平面電子發射光源之電光轉換機制與二次電子係數探討

Abstract

平面電子發射光源(Flat Electron Emission Lamp, FEEL)為一新創之平面光源，擁有雙面均勻發光、透明、與隔熱等特性。其工作原理為電子在外加電場作用下加速激發陽極螢光粉致使發光，而電子主要有兩種來源：一為氣體游離產生自由電子；二為離子化氣體原子撞擊陰極材料後產生二次電子。 平面電子發射光源為一短電極間距之發光元件，元件操作於pd值(氣體壓力與電極間距離的乘積)小的操作區間，此帕邢曲線左側之氣體放電特性常被忽略。本論文以傳統氣體放電管的放射光譜與發光特性為基礎，探討氮氣為操作氣體的平面電子發射光源元件放電與發光機制。

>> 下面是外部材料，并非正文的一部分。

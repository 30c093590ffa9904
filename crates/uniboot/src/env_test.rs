// Copyright (c) Contributors to the SPK project.
// SPDX-License-Identifier: Apache-2.0

use rstest::rstest;

use super::*;

fn env(pairs: &[(&str, &str)]) -> EnvMap {
    pairs
        .iter()
        .map(|(k, v)| (k.to_string(), v.to_string()))
        .collect()
}

#[rstest]
#[case(&[], true)]
#[case(&[("A", "1"), ("B", "two")], true)]
#[case(&[("A B", "1")], false)]
#[case(&[("A", "1 2")], false)]
#[case(&[("OK", "x"), ("BAD", " ")], false)]
fn test_validate_env(#[case] pairs: &[(&str, &str)], #[case] valid: bool) {
    let result = validate_env(&env(pairs));
    assert_eq!(result.is_ok(), valid, "{result:?}");
    if !valid {
        assert!(matches!(result, Err(Error::InvalidEnvEntry { .. })));
    }
}

#[rstest]
fn test_override_env_only_updates_existing_keys() {
    let mut target = env(&[("A", "1"), ("B", "2")]);
    let updated = override_env(&mut target, &env(&[("A", "9"), ("C", "3")]));

    assert_eq!(updated, vec!["A".to_string()]);
    assert_eq!(target, env(&[("A", "9"), ("B", "2")]));
}

#[rstest]
fn test_override_env_reports_unchanged_values() {
    let mut target = env(&[("A", "1")]);
    let updated = override_env(&mut target, &env(&[("A", "1")]));
    assert_eq!(updated, vec!["A".to_string()]);
}

#[rstest]
fn test_set_default_env_skips_existing_and_empty() {
    let mut target = env(&[("MAIN", "custom")]);
    let inserted = set_default_env(&mut target, [("MAIN", "main.Hello"), ("ARGS", ""), ("XMX", "1g")]);

    assert_eq!(inserted, vec!["XMX".to_string()]);
    assert_eq!(target, env(&[("MAIN", "custom"), ("XMX", "1g")]));
}

#[rstest]
fn test_boot_command_renders_hard_then_soft_then_command() {
    let mut cmd = BootCommand::new("/bin/app").with_hard_env(&env(&[("B", "2"), ("A", "1")]));
    cmd.push_soft("C", "3");

    assert_eq!(cmd.to_string(), "--env=A=1 --env=B=2 --env=C?=3 /bin/app");
    assert_eq!(
        cmd.env_tokens(),
        vec!["--env=A=1", "--env=B=2", "--env=C?=3"]
    );
}

#[rstest]
fn test_boot_command_without_env_is_just_the_command() {
    assert_eq!(BootCommand::new("/bin/app").to_string(), "/bin/app");
}
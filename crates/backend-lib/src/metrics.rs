// ==============
// crates/backend-lib/src/metrics.rs

//! Central place for metric keys
pub const AVAILABILITY_CHECK: &str = "username.availability.check";
pub const FILTER_NEGATIVE: &str = "username.filter.negative";
pub const FILTER_FALSE_POSITIVE: &str = "username.filter.false_positive";
pub const STORE_FALLBACK_FAILED: &str = "username.store.fallback_failed";
pub const SUGGESTIONS_EXHAUSTED: &str = "username.suggestions.exhausted";
pub const USER_REGISTERED: &str = "user.registered";
pub const FILTER_REBUILD: &str = "username.filter.rebuild";
pub const FILTER_REBUILD_FAILED: &str = "username.filter.rebuild_failed";
pub const FILTER_ITEMS: &str = "username.filter.items";
pub const FILTER_FILL_RATIO: &str = "username.filter.fill_ratio";
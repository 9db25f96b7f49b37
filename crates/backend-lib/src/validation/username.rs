use regex::Regex;
use std::sync::LazyLock;

use super::ValidationResult;

pub const MIN_USERNAME_LENGTH: usize = 6;
pub const MAX_USERNAME_LENGTH: usize = 18;

static USERNAME_CHARS_REGEX: LazyLock<Regex> =
    LazyLock::new(|| Regex::new(r"^[A-Za-z0-9_.\-]+$").expect("static regex"));

/// Format rules for usernames
pub struct UsernamePolicy;

impl UsernamePolicy {
    /// Check a candidate username. Rules apply in order and the first
    /// failure is the only issue reported.
    pub fn validate(candidate: &str) -> ValidationResult {
        if candidate.is_empty() {
            return ValidationResult::fail("Username is required");
        }

        let len = candidate.chars().count();
        if len < MIN_USERNAME_LENGTH {
            return ValidationResult::fail(format!(
                "Username must be at least {MIN_USERNAME_LENGTH} characters"
            ));
        }
        if len > MAX_USERNAME_LENGTH {
            return ValidationResult::fail(format!(
                "Username must be at most {MAX_USERNAME_LENGTH} characters"
            ));
        }

        if !candidate
            .chars()
            .next()
            .is_some_and(|c| c.is_ascii_alphabetic())
        {
            return ValidationResult::fail("Username must start with a letter");
        }

        if !USERNAME_CHARS_REGEX.is_match(candidate) {
            return ValidationResult::fail(
                "Username can only contain letters, numbers, underscore, dash, and dot",
            );
        }

        ValidationResult::pass()
    }

    pub fn is_valid(candidate: &str) -> bool {
        Self::validate(candidate).valid
    }
}

/// First-letter shard bucket: `a` = 1 ... `z` = 26.
///
/// Returns `None` when the name does not start with an ASCII letter.
pub fn shard_for(username: &str) -> Option<u8> {
    let first = username.chars().next()?;
    if !first.is_ascii_alphabetic() {
        return None;
    }
    Some(first.to_ascii_lowercase() as u8 - b'a' + 1)
}

#[cfg(test)]
mod tests {
    use super::*;
    use proptest::prelude::*;

    #[test]
    fn test_valid_usernames() {
        assert!(UsernamePolicy::is_valid("alice123"));
        assert!(UsernamePolicy::is_valid("Bob_the.builder-1"));
        assert!(UsernamePolicy::is_valid("abcdef"));
        assert!(UsernamePolicy::is_valid("a".repeat(18).as_str()));
    }

    #[test]
    fn test_rejections_are_specific() {
        let result = UsernamePolicy::validate("");
        assert_eq!(result.issues, vec!["Username is required"]);

        let result = UsernamePolicy::validate("ab");
        assert!(!result.valid);
        assert_eq!(result.issues, vec!["Username must be at least 6 characters"]);

        let result = UsernamePolicy::validate(&"a".repeat(19));
        assert_eq!(result.issues, vec!["Username must be at most 18 characters"]);

        let result = UsernamePolicy::validate("9alice");
        assert!(!result.valid);
        assert_eq!(result.issues, vec!["Username must start with a letter"]);

        let result = UsernamePolicy::validate("alice smith");
        assert_eq!(result.issues.len(), 1);
        assert!(result.issues[0].contains("can only contain"));
    }

    #[test]
    fn test_first_failure_short_circuits() {
        // too short and starts with a digit: only the length issue is reported
        let result = UsernamePolicy::validate("9ab");
        assert_eq!(result.issues.len(), 1);
        assert!(result.issues[0].contains("at least"));
    }

    #[test]
    fn test_non_ascii_rejected() {
        assert!(!UsernamePolicy::is_valid("émilie99"));
        assert!(!UsernamePolicy::is_valid("alice😀bob"));
    }

    #[test]
    fn test_shard_for() {
        assert_eq!(shard_for("alice123"), Some(1));
        assert_eq!(shard_for("Zed_here"), Some(26));
        assert_eq!(shard_for("mike.99"), Some(13));
        assert_eq!(shard_for("9lives"), None);
        assert_eq!(shard_for(""), None);
    }

    fn is_allowed(c: char) -> bool {
        c.is_ascii_alphanumeric() || matches!(c, '_' | '-' | '.')
    }

    proptest! {
        #[test]
        fn accepted_usernames_satisfy_every_rule(candidate in "\\PC{0,24}") {
            let result = UsernamePolicy::validate(&candidate);
            let len = candidate.chars().count();
            let rules_hold = (MIN_USERNAME_LENGTH..=MAX_USERNAME_LENGTH).contains(&len)
                && candidate.chars().next().is_some_and(|c| c.is_ascii_alphabetic())
                && candidate.chars().all(is_allowed);
            prop_assert_eq!(result.valid, rules_hold);
        }

        #[test]
        fn well_formed_usernames_are_accepted(candidate in "[A-Za-z][A-Za-z0-9_.-]{5,17}") {
            prop_assert!(UsernamePolicy::is_valid(&candidate));
            prop_assert!(shard_for(&candidate).is_some());
        }

        #[test]
        fn leading_non_letter_is_rejected(candidate in "[0-9_.-][A-Za-z0-9_.-]{5,17}") {
            let result = UsernamePolicy::validate(&candidate);
            prop_assert!(!result.valid);
            prop_assert_eq!(result.issues[0].as_str(), "Username must start with a letter");
        }
    }
}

實驗結果顯示平面電子發射光源元件在操作壓力介於0.4torr至1torr之間時，元件內部的能量分別提供給氮氣分子光譜的第二正帶能階(337 nm and 357.5 nm)與氮氣離子光譜的第一負帶能階(391.5 nm and 427.5 nm)。當元件操作壓力低至0.3torr時，氮氣離子光譜的第一負帶能階(391.5nm)為主導FEEL元件發光的激發源，其光譜強度隨著氣壓下降而減弱並消失。此氮氣離子光譜訊號強度值皆遠大於第二正帶能階的氮氣分子光訊號，因此，在此操作區域大部分輸入元件的能量提供給氮氣第一負帶能階的離子光譜。此外，在接近於FEEL元件的陰極電極1mm處，氮氣操作氣壓範圍為0.12 torr ~ 1orr，元件內部幾乎由氮氣離子光譜中的第一負能帶所主導。FEEL放射光譜特性顯示，元件由氮氣離子光譜中的第一負能帶所主導，此離子在外加電場作用下將撞擊陰極產生二次電子，提供激發陽極螢光粉發光的電子來源。因此，由元件發光特性受到氮氣離子光譜強度、陰極材料的二次電子係數、電子動能與螢光粉電致發光效率等影響，可以進一步建立元件電光轉換機制的模型，並與FEEL元件實際量測之發光輝度進行比對驗證。由能量轉換模型與輝度值量測結果發現，平面電子發射光源的發光輝度隨著元件內部的操作氣壓下降而提高，隨著操作氣壓的下降，電子的自由路徑變大，因此高能量電子與少數氣體產生碰撞游離，將大部分的電子能量轉移給螢光粉發光，因此可得到較高輝度值。 由於FEEL元件操作於帕邢曲線左半部，此區域的氣體分子少、元件的崩潰電壓迅速提升, FEEL具有以下的缺點: (一)較高的元件操作電壓、(二)元件發光效率不佳、(三)較短的使用壽命等缺點。因此，在陰極導電薄膜上製鍍保護層能增加元件之使用壽命及提升元件發光效率。本論文比較FTO(fluorine-doped tin oxide)、氧化鋁(Al2O3/FTO)及氧化鎂(MgO/FTO)薄膜應用於平面電子發射光源元件之陰極材料，探討FEEL元件於崩潰電壓的物理特性，並分析三種不同陰極電極材料的崩潰電壓與二次電子係數。實驗結果發現發光元件內E/p~10000 V/torr-cm，陰極材料的二次電子係數，FTO為0.193，Al2O3/FTO為0.263，MgO/FTO為0.396。陰極材料二次電子發射係數越高，有效提升FEEL元件的發光效能，且降低元件的崩潰電壓，使得元件之使用壽命增長約四倍。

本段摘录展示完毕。